I laugh and nudge him with my shoulder. “You’re such a grandpa.”
Which is a lie. He’s definitely not. Not even a little.
A few minutes ago, I convinced him to get blue glow-in-the-dark paint swirled over the tattoos on his arm.
Now he’s standing here, hair messy, sleeves rolled, mouth crooked in a way that should be illegal.
He hasn’t taken his eyes off me since I let them paint a tiny pink carnation on my wrist.
His eyes trail down to where it’s glowing. “What’s that color mean again?”
I roll my eyes, ignoring the heat that rushes to my cheeks. “Admiration.”
He leans in just a fraction, voice low and maddening. “You admiring me, Zo?”
“You wiiish,” I sing-song breezily.
He chuckles, and it rolls straight through me, easy and rich and effortless. Because dammit, I am admiring him. He looks so relaxed and happy now that we’re through the carnage that was the scavenger hunt. I want to bottle this version of him and drink it through a straw.
We’re standing near the bar, watching a drunk fairy pirate propose to someone dressed as a traffic cone, when two guys approach.
They’ve got the jawlines of frat boys but the confidence of men who do yoga at sunrise and own leather-bound journals.
Artfully messy hair, vintage band tees, and boots that cost more than my rent.
One of them has a nose ring and a tattoo crawling up his neck.
Another is wearing a bomber jacket that looks like it’s seen war.
Hipster heartbreakers. My personal Roman Empire.
One of them, Nose Ring, steps forward with a big smile.
“Well, hello, gorgeous,” he says, zeroing in on me.
I blink at him, pleasantly tipsy and fully entertained. “Well, hi.”
“I was just telling my buddy,” he says, “that your eyes are fucking sick.”
I let out a little laugh. “That’s a first.”
Behind me, Chase goes still. Not casual still. Full-body, not-breathing, primal-man-rage still.
“Oh, come on,” Nose Ring adds, riding the high of his own charm. “No way people don’t tell you that all the time.”
I tilt my head, letting my smile turn coy. “Maybe you’re just the first one to really notice.”
He chuckles. “You here alone?”
And because I have zero survival instincts, I let my lips curve into a slow, lazy smile.
“Alone?” I echo, letting my fingertips trail lightly over my cup. “Mmm.

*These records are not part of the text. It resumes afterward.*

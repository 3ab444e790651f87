use std::f64::consts::TAU;

use rand::Rng;

use super::body::Body;
use super::vector::{self, Vec2};
use crate::config::{ASTEROID_OUTLINE_POINTS, ASTEROID_SPLIT_SPEEDUP, ASTEROID_SPLIT_SPREAD};

#[derive(Clone, Copy, Debug, PartialEq, Eq, Hash)]
pub enum AsteroidSize {
    Large,
    Medium,
    Small,
}

impl AsteroidSize {
    pub fn radius(self) -> f64 {
        match self {
            AsteroidSize::Large => 40.0,
            AsteroidSize::Medium => 22.0,
            AsteroidSize::Small => 12.0,
        }
    }

    pub fn points(self) -> u32 {
        match self {
            AsteroidSize::Large => 20,
            AsteroidSize::Medium => 50,
            AsteroidSize::Small => 100,
        }
    }

    pub fn child(self) -> Option<AsteroidSize> {
        match self {
            AsteroidSize::Large => Some(AsteroidSize::Medium),
            AsteroidSize::Medium => Some(AsteroidSize::Small),
            AsteroidSize::Small => None,
        }
    }

    /// Spawn speed range in px/s before the wave speed scale is applied.
    fn speed_range(self) -> (f64, f64) {
        match self {
            AsteroidSize::Large => (30.0, 70.0),
            AsteroidSize::Medium => (50.0, 100.0),
            AsteroidSize::Small => (70.0, 140.0),
        }
    }
}

#[derive(Clone, Debug)]
pub struct Asteroid {
    pub body: Body,
    pub size: AsteroidSize,
    pub angle: f64,
    pub spin: f64,
    /// Radial multipliers, one per outline vertex.
    pub outline: Vec<f64>,
}

impl Asteroid {
    pub fn random<R: Rng>(rng: &mut R, pos: Vec2, size: AsteroidSize, speed_scale: f64) -> Self {
        let heading = rng.gen_range(0.0..TAU);
        let (lo, hi) = size.speed_range();
        let speed = rng.gen_range(lo..hi) * speed_scale;
        Self::with_velocity(rng, pos, vector::from_angle(heading, speed), size)
    }

    fn with_velocity<R: Rng>(rng: &mut R, pos: Vec2, vel: Vec2, size: AsteroidSize) -> Self {
        let outline = (0..ASTEROID_OUTLINE_POINTS)
            .map(|_| rng.gen_range(0.75..1.15))
            .collect();
        Self {
            body: Body::new(pos, vel, size.radius()),
            size,
            angle: rng.gen_range(0.0..TAU),
            spin: rng.gen_range(-1.2..1.2),
            outline,
        }
    }

    pub fn update(&mut self, dt: f64, width: f64, height: f64) {
        self.body.integrate(dt);
        self.body.wrap(width, height);
        self.angle = (self.angle + self.spin * dt).rem_euclid(TAU);
    }

    /// Two fragments of the next size down, fanned out around the parent's
    /// heading. Small asteroids leave nothing behind.
    pub fn split<R: Rng>(&self, rng: &mut R, speed_scale: f64) -> Vec<Asteroid> {
        let Some(child) = self.size.child() else {
            return Vec::new();
        };

        let parent_speed = self.body.vel.norm();
        let heading = if parent_speed > 0.0 {
            self.body.vel.y.atan2(self.body.vel.x)
        } else {
            rng.gen_range(0.0..TAU)
        };
        let (lo, hi) = child.speed_range();
        let speed = (parent_speed * ASTEROID_SPLIT_SPEEDUP).max(lo * speed_scale);

        [-1.0, 1.0]
            .into_iter()
            .map(|side| {
                let jitter = rng.gen_range(0.0..0.25);
                let angle = heading + side * (ASTEROID_SPLIT_SPREAD + jitter);
                let speed = speed.min(hi * speed_scale);
                Self::with_velocity(rng, self.body.pos, vector::from_angle(angle, speed), child)
            })
            .collect()
    }

    /// Outline vertices in world space.
    pub fn polygon(&self) -> impl Iterator<Item = Vec2> + '_ {
        let step = TAU / self.outline.len() as f64;
        self.outline.iter().enumerate().map(move |(i, scale)| {
            self.body.pos + vector::from_angle(self.angle + step * i as f64, self.body.radius * scale)
        })
    }
}

#[cfg(test)]
mod tests {
    use super::*;
    use rand::SeedableRng;
    use rand::rngs::SmallRng;

    #[test]
    fn sizes_step_down_and_score_up() {
        assert_eq!(AsteroidSize::Large.child(), Some(AsteroidSize::Medium));
        assert_eq!(AsteroidSize::Medium.child(), Some(AsteroidSize::Small));
        assert_eq!(AsteroidSize::Small.child(), None);
        assert!(AsteroidSize::Large.radius() > AsteroidSize::Medium.radius());
        assert!(AsteroidSize::Small.points() > AsteroidSize::Large.points());
    }

    #[test]
    fn random_speed_is_in_range() {
        let mut rng = SmallRng::seed_from_u64(7);
        for _ in 0..50 {
            let a = Asteroid::random(&mut rng, Vec2::new(10.0, 10.0), AsteroidSize::Large, 1.0);
            let speed = a.body.vel.norm();
            assert!((30.0..70.0).contains(&speed), "speed {speed}");
            assert_eq!(a.outline.len(), ASTEROID_OUTLINE_POINTS);
            assert_eq!(a.body.radius, 40.0);
        }
    }

    #[test]
    fn split_yields_two_smaller_faster_fragments() {
        let mut rng = SmallRng::seed_from_u64(3);
        let parent = Asteroid::random(&mut rng, Vec2::new(200.0, 200.0), AsteroidSize::Large, 1.0);
        let children = parent.split(&mut rng, 1.0);
        assert_eq!(children.len(), 2);
        for child in &children {
            assert_eq!(child.size, AsteroidSize::Medium);
            assert_eq!(child.body.pos, parent.body.pos);
            assert!(child.body.vel.norm() >= parent.body.vel.norm());
        }
        assert_ne!(children[0].body.vel, children[1].body.vel);
    }

    #[test]
    fn small_asteroid_does_not_split() {
        let mut rng = SmallRng::seed_from_u64(1);
        let small = Asteroid::random(&mut rng, Vec2::zeros(), AsteroidSize::Small, 1.0);
        assert!(small.split(&mut rng, 1.0).is_empty());
    }

    #[test]
    fn polygon_stays_near_radius() {
        let mut rng = SmallRng::seed_from_u64(11);
        let a = Asteroid::random(&mut rng, Vec2::new(100.0, 100.0), AsteroidSize::Medium, 1.0);
        for p in a.polygon() {
            let r = (p - a.body.pos).norm();
            assert!(r >= 22.0 * 0.75 - 1e-9 && r <= 22.0 * 1.15 + 1e-9);
        }
    }
}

Not really. ”
The guy leans in a fraction, clearly interested, and Chase moves too, just enough that I feel him at my back. Warm and tall and solid.
I know I should shut this down, be a responsible adult, and reestablish boundaries. Pull back before it turns into something I can’t laugh off.
But I don’t, because Chase is jealous. I can see the heat in his stare, the tension in his body, the way his presence wraps around me like a claim. And God help me, I love that. Not because it proves anything, not even because it’s hot. But because it means he feels it .
So instead of pulling away from it, I answer it. I trail my fingers lightly up over his arm, over the blue neon paint, determined to still pass this off as casual.
Nose Ring’s gaze drops, clocking the movement. His brows lift. “Boyfriend?”
Chase exhales through his nose, and then his hand lands on my hip, steady and warm, possessive enough to make my heart jump, to remind me exactly where I belong.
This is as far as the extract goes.